The _stat_average_linear function in the statistics component causes high CPU load usage when source sensors update frequently. Other functions from the component are likely to be affected as well (I only used _stat_average_linear)

What version of Home Assistant Core has the issue?

likely independent of any particular version

What was the last working version of Home Assistant Core?

No response

What type of installation are you running?

Home Assistant OS

Integration causing the issue

Statistics

Link to integration documentation on our website

https://www.home-assistant.io/integrations/statistics/

Diagnostics information

No response

Example YAML snippet

No response

Anything in the logs that might be useful for us?

No response

Additional information

I have a few sensors that update very frequently (e.g. current grid power at ~10Hz) for which I use an average_linear statistics sensor.
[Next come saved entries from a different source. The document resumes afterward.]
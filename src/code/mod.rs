//! Program code generation from packed pixels
//!
//! [`CodeFactory`] turns a [`PackedImage`] into an editable array literal and
//! keeps it formatted as the user changes alignment, description, and
//! indentation settings. Formatting is always re-rendered from the cell
//! model, never by editing the previous output, so any sequence of format
//! calls ends in the same text as a single call with the final settings.

mod format;
mod record;
mod template;

use thiserror::Error;

use crate::packed::{PackedImage, CHANNELS};

pub use format::{
    CodeStyle, FormatOptions, CHANNEL_LABELS, CONSTANT, INDENTATION_CHOICES, MAX_INDENTATION,
};
pub use record::{CodeRecord, RecordError};
pub use template::{render_program, Viewport, CLASS_NAME, FRAME_VIEW_MARGIN, MODULE_PATH, PIXEL_SIZE};

use format::Literal;

/// Error for malformed formatting input
#[derive(Debug, Clone, PartialEq, Eq, Error)]
pub enum FormatError {
    /// Indentation text is not a number of spaces
    #[error("invalid indentation '{0}', expected a number of spaces")]
    InvalidIndentation(String),
    /// Indentation beyond [`MAX_INDENTATION`]
    #[error("indentation of {0} spaces is more than the limit of {max}", max = MAX_INDENTATION)]
    IndentationTooLarge(String),
}

/// Generated program code for one image.
#[derive(Debug, Clone, PartialEq, Eq)]
pub struct CodeFactory {
    variable_name: String,
    image_width: u32,
    image_height: u32,
    column_widths: Vec<usize>,
    cells: Vec<[u8; 4]>,
    style: Option<CodeStyle>,
    indentation: usize,
    code: String,
}

impl CodeFactory {
    /// Generate the unformatted literal for `image`, bound to `variable_name`.
    pub fn generate(variable_name: impl Into<String>, image: &PackedImage) -> Self {
        let cells: Vec<[u8; 4]> = image
            .data()
            .chunks_exact(CHANNELS)
            .map(|c| [c[0], c[1], c[2], c[3]])
            .collect();
        let width = image.width() as usize;

        let mut factory = Self {
            variable_name: variable_name.into(),
            image_width: image.width(),
            image_height: image.height(),
            column_widths: format::column_widths(&cells, width),
            cells,
            style: None,
            indentation: 0,
            code: String::new(),
        };
        factory.refresh();

        log::debug!(
            "generated literal '{}' for {}x{} image",
            factory.variable_name,
            factory.image_width,
            factory.image_height
        );
        factory
    }

    /// Reformat the literal with the given alignment and description.
    pub fn format_code(&mut self, align: bool, describe: bool) {
        self.set_style(CodeStyle { align, describe });
    }

    pub fn set_style(&mut self, style: CodeStyle) {
        self.style = Some(style);
        self.refresh();
    }

    /// Re-indent every row by the number of spaces written in `spaces`.
    ///
    /// Leaves the code untouched when `spaces` is not a digit string or
    /// exceeds [`MAX_INDENTATION`].
    pub fn update_indentation(&mut self, spaces: &str) -> Result<(), FormatError> {
        let trimmed = spaces.trim();
        if trimmed.is_empty() || !trimmed.bytes().all(|b| b.is_ascii_digit()) {
            return Err(FormatError::InvalidIndentation(spaces.to_string()));
        }
        // Digit runs too long for usize are over the limit too
        let count =
            trimmed.parse().map_err(|_| FormatError::IndentationTooLarge(trimmed.to_string()))?;
        self.set_indentation(count)
    }

    pub fn set_indentation(&mut self, spaces: usize) -> Result<(), FormatError> {
        self.indentation = check_indentation(spaces)?;
        self.refresh();
        Ok(())
    }

    /// Apply style and indentation in one pass.
    pub fn apply(&mut self, options: &FormatOptions) -> Result<(), FormatError> {
        let indentation = check_indentation(options.indentation)?;
        self.style = Some(options.style());
        self.indentation = indentation;
        self.refresh();
        Ok(())
    }

    /// The current array literal
    pub fn code(&self) -> &str {
        &self.code
    }

    /// The literal wrapped in a runnable program sized for `viewport`.
    ///
    /// Does not change the literal.
    pub fn render(&self, viewport: &Viewport) -> String {
        let pixel_size = viewport.pixel_size(self.image_width, self.image_height);
        render_program(&self.variable_name, &self.code, pixel_size)
    }

    pub fn variable_name(&self) -> &str {
        &self.variable_name
    }

    pub fn image_width(&self) -> u32 {
        self.image_width
    }

    pub fn image_height(&self) -> u32 {
        self.image_height
    }

    /// Widest generated cell per column, used for alignment
    pub fn column_widths(&self) -> &[usize] {
        &self.column_widths
    }

    /// Style last applied, or `None` if the literal is still as generated
    pub fn style(&self) -> Option<CodeStyle> {
        self.style
    }

    pub fn indentation(&self) -> usize {
        self.indentation
    }

    /// Snapshot the full state for persistence.
    pub fn to_record(&self) -> CodeRecord {
        CodeRecord {
            variable_name: self.variable_name.clone(),
            image_width: self.image_width,
            image_height: self.image_height,
            column_widths: self.column_widths.clone(),
            code: self.code.clone(),
            style: self.style,
            indentation: self.indentation,
        }
    }

    /// Restore from a snapshot. The stored literal is kept verbatim until the
    /// next formatting call.
    pub fn from_record(record: CodeRecord) -> Result<Self, RecordError> {
        let cells = record.cells()?;
        log::debug!(
            "restored literal '{}' ({} cells) from record",
            record.variable_name,
            cells.len()
        );
        Ok(Self {
            variable_name: record.variable_name,
            image_width: record.image_width,
            image_height: record.image_height,
            column_widths: record.column_widths,
            cells,
            style: record.style,
            indentation: record.indentation,
            code: record.code,
        })
    }

    pub fn to_json(&self) -> Result<String, RecordError> {
        self.to_record().to_json()
    }

    pub fn from_json(json: &str) -> Result<Self, RecordError> {
        Self::from_record(CodeRecord::from_json(json)?)
    }

    fn refresh(&mut self) {
        self.code = Literal {
            variable_name: &self.variable_name,
            width: self.image_width as usize,
            cells: &self.cells,
            column_widths: &self.column_widths,
            style: self.style,
            indentation: self.indentation,
        }
        .render();
    }
}

fn check_indentation(spaces: usize) -> Result<usize, FormatError> {
    if spaces > MAX_INDENTATION {
        return Err(FormatError::IndentationTooLarge(spaces.to_string()));
    }
    Ok(spaces)
}

#[cfg(test)]
mod tests {
    use super::*;

    fn sample() -> PackedImage {
        PackedImage::new(vec![255, 0, 0, 255, 0, 255, 0, 255, 0, 0, 255, 255, 0, 0, 0, 0], 2, 2)
            .unwrap()
    }

    #[test]
    fn test_generate_raw_literal() {
        let factory = CodeFactory::generate("pixelData", &sample());
        assert_eq!(
            factory.code(),
            "const pixelData = [\n[\"255,0,0,255\",\"0,255,0,255\"],\n[\"0,0,255,255\",\"0,0,0,0\"]\n];"
        );
        assert_eq!(factory.column_widths(), &[14, 13]);
        assert_eq!(factory.style(), None);
    }

    #[test]
    fn test_format_is_idempotent() {
        let mut factory = CodeFactory::generate("pixelData", &sample());
        factory.format_code(true, true);
        let once = factory.code().to_string();
        factory.format_code(true, true);
        assert_eq!(factory.code(), once);
    }

    #[test]
    fn test_format_order_does_not_matter() {
        let mut a = CodeFactory::generate("pixelData", &sample());
        a.format_code(true, false);
        a.update_indentation("8").unwrap();
        a.format_code(false, true);

        let mut b = CodeFactory::generate("pixelData", &sample());
        b.update_indentation("8").unwrap();
        b.format_code(false, true);

        assert_eq!(a.code(), b.code());
    }

    #[test]
    fn test_update_indentation_replaces_previous() {
        let mut factory = CodeFactory::generate("pixelData", &sample());
        factory.update_indentation("4").unwrap();
        factory.update_indentation("2").unwrap();
        assert!(factory.code().contains("\n  [\""));
        assert!(!factory.code().contains("\n   "));
    }

    #[test]
    fn test_update_indentation_rejects_non_digits() {
        let mut factory = CodeFactory::generate("pixelData", &sample());
        let before = factory.code().to_string();
        assert_eq!(
            factory.update_indentation("four"),
            Err(FormatError::InvalidIndentation("four".to_string()))
        );
        assert!(factory.update_indentation("").is_err());
        assert!(factory.update_indentation("-2").is_err());
        assert_eq!(factory.code(), before);
    }

    #[test]
    fn test_apply_matches_separate_calls() {
        let options = FormatOptions { align: true, describe: false, indentation: 2 };
        let mut a = CodeFactory::generate("pixelData", &sample());
        a.apply(&options).unwrap();

        let mut b = CodeFactory::generate("pixelData", &sample());
        b.format_code(true, false);
        b.set_indentation(2).unwrap();

        assert_eq!(a, b);
    }

    #[test]
    fn test_render_does_not_mutate() {
        let mut factory = CodeFactory::generate("pixelData", &sample());
        factory.apply(&FormatOptions::default()).unwrap();
        let before = factory.clone();
        let program = factory.render(&Viewport::new(100, 100));
        assert_eq!(factory, before);
        assert!(program.starts_with("import DataPixels from \"./DataPixels.js\";\n\n"));
        assert!(program.contains(factory.code()));
        assert!(program.contains("const pixelSize = 43;"));
        assert!(program.contains("const dp = new DataPixels(pixelData, pixelSize);"));
        assert!(program.ends_with("document.body.appendChild(dp.image);"));
    }

    #[test]
    fn test_record_round_trip() {
        let mut factory = CodeFactory::generate("pixelData", &sample());
        factory.apply(&FormatOptions { align: true, describe: true, indentation: 8 }).unwrap();

        let restored = CodeFactory::from_json(&factory.to_json().unwrap()).unwrap();
        assert_eq!(restored, factory);
    }

    #[test]
    fn test_restored_factory_reformats() {
        let mut factory = CodeFactory::generate("pixelData", &sample());
        factory.format_code(true, true);
        let mut restored = CodeFactory::from_record(factory.to_record()).unwrap();

        factory.format_code(false, false);
        restored.format_code(false, false);
        assert_eq!(restored.code(), factory.code());
    }

    #[test]
    fn test_indentation_limit() {
        let mut factory = CodeFactory::generate("pixelData", &sample());
        factory.update_indentation("16").unwrap();
        let before = factory.code().to_string();

        assert_eq!(
            factory.update_indentation("18446744073709551615"),
            Err(FormatError::IndentationTooLarge("18446744073709551615".to_string()))
        );
        assert_eq!(
            factory.update_indentation("99999999999999999999999"),
            Err(FormatError::IndentationTooLarge("99999999999999999999999".to_string()))
        );
        assert!(factory.update_indentation("17").is_err());
        assert!(factory.set_indentation(usize::MAX).is_err());
        assert_eq!(factory.indentation(), 16);
        assert_eq!(factory.code(), before);
    }

    #[test]
    fn test_apply_rejects_large_indentation() {
        let mut factory = CodeFactory::generate("pixelData", &sample());
        let before = factory.clone();
        let options = FormatOptions { align: true, describe: true, indentation: 1 << 40 };
        assert!(matches!(factory.apply(&options), Err(FormatError::IndentationTooLarge(_))));
        assert_eq!(factory, before);
    }

    #[test]
    fn test_record_with_huge_indentation_rejected() {
        let mut record = CodeFactory::generate("pixelData", &sample()).to_record();
        record.indentation = usize::MAX;
        assert!(matches!(
            CodeFactory::from_record(record),
            Err(RecordError::Indentation { found: usize::MAX, max: MAX_INDENTATION })
        ));
    }
}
Here's an example taken from .storage/core.config_entries:

{
  "created_at": "2024-10-22T11:19:49.252106+00:00",
  "data": {},
  "disabled_by": null,
  "discovery_keys": {},
  "domain": "statistics",
  "entry_id": "01JASZ8Q84GPBRK2W2NB180JZ1",
  "minor_version": 1,
  "modified_at": "2024-10-22T11:19:49.252115+00:00",
  "options": {
    "entity_id": "sensor.ac_power",
    "keep_last_sample": false,
    "max_age": {
      "hours": 0,
      "minutes": 5,
      "seconds": 0
    },
    "name": "Grid 5m Average",
    "percentile": 50,
    "precision": 2,
    "state_characteristic": "average_linear"
  },
  "pref_disable_new_entities": false,
  "pref_disable_polling": false,
  "source": "user",
  "title": "Grid 5m Average",
  "unique_id": null,
  "version": 1
}

The issue seems to be related to these lines in the code:

https://github.com/home-assistant/core/blob/dev/homeassistant/components/statistics/sensor.py#L797-L809

When my source sensor started updating more frequently (switched from wifi to lan to connect to the source), home assistant became barely useable and it took me a long time to figure out what the issue was. I thought at first it was related to a version upgrade of home assistant which happened at at the same time, but everything runs smoothly again after disabling the statistics entities.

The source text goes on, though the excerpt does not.